Alcune considerazioni sulla moda “fotografica” di tendenza negli ultimi tempi: la realizzazione da parte di fotografi di testi audiovisivi (video, documentari) in grado di ampliare il loro territorio professionale. Questo fenomeno, in buona parte nato per esigenze commerciali e non espressive, ha ricevuto un forte impulso dalle possibilità fornite dalle macchine fotografiche più (o meno) sofisticate ormai in grado di generare video di notevole qualità visuale.
La questione è significativa, soprattutto se facciamo riferimento alle frontiere linguistiche che i fotografi si trovano a dover valicare. Ma, a tal proposito, appare necessario fare chiarezza.
L’improvvisa scoperta del video riguarda solo ed esclusivamente il mondo del fotogiornalismo. In verità, nell’ambiente artistico (perdonate questa formula un po’ vaga), i confini tra cinema, fotografia e video sono stati abbattuti da moltissimo tempo.

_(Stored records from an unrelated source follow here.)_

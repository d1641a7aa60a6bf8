use thiserror::Error;

/// A specialized `Result` type for screen probe operations.
pub type ProbeResult<T> = Result<T, ProbeError>;

#[derive(Debug, Error)]
pub enum ProbeError {
    #[error("Failed to load frame: {source}")]
    FrameLoadFailed {
        #[from]
        source: image::ImageError,
    },

    #[error("Frame capture task failed: {source}")]
    JoinError {
        #[from]
        source: tokio::task::JoinError,
    },

    #[error(
        "Region [{x},{y},{width},{height}] lies outside the {frame_width}x{frame_height} frame"
    )]
    RegionOutsideFrame {
        x: i32,
        y: i32,
        width: i32,
        height: i32,
        frame_width: u32,
        frame_height: u32,
    },

    #[error("Probe unavailable: {description}")]
    Unavailable { description: String },
}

Bisogna, dunque, evidenziare come certo conservatorismo dell’universo fotogiornalistico abbia causato un ritardo non spiegabile se non con un controproducente atteggiamento di chiusura, ostile nei riguardi di un’auspicabile comunicazione tra le diverse forme espressive visuali.
In secondo luogo, l’aspetto più importante riguarda un gigantesco problema che produce un altrettanto macroscopico equivoco: il video non è un linguaggio ma un dispositivo tecnologico. Ed ancora, non basta impadronirsi dei software di montaggio per poter realizzare dei testi audiovisivi.
Andiamo con ordine. Quello della fotografia è certamente un linguaggio, da cui ha preso vita il linguaggio del cinema. Al di fuori di questi due ambiti non è possibile parlare di nuove forme linguistiche a meno che non si sfori nell’arte digitale (o net art). Chi fa video e, ancor di più, chi fa documentari (o presunti tali) deve necessariamente conoscere il linguaggio filmico. In particolar modo, deve conoscere le teorie del montaggio e le teorie del racconto, strutture narrative comprese. Questi fattori possono permettere a chi usa il video (dispositivo tecnologico) di poter articolare un discorso audiovisivo consapevole.
Per essere chiari, non basta saper stringere una penna tra le mani e fare qualche scarabocchio su un foglio bianco per poter affermare di saper scrivere. È necessario conoscere una lingua, cioè padroneggiare perfettamente i segni, la grammatica e la sintassi della forma di comunicazione che si intende utilizzare.
Fuori da questa logica non può esistere alcuna reale possibilità espressiva per ciò che concerne l’uso del dispositivo video.
Per chiudere una notazione: il fatto che il fotogiornalismo (italiano) si stia sempre più aprendo a questo nuovo linguaggio è a mio avviso un bene, un’evoluzione totalmente positiva. Appare però opportuno che chiunque scelga di attraversare questo nuovo spazio di creazione compia un salutare sforzo di apprendimento, di alfabetizzazione e di innovazione culturale.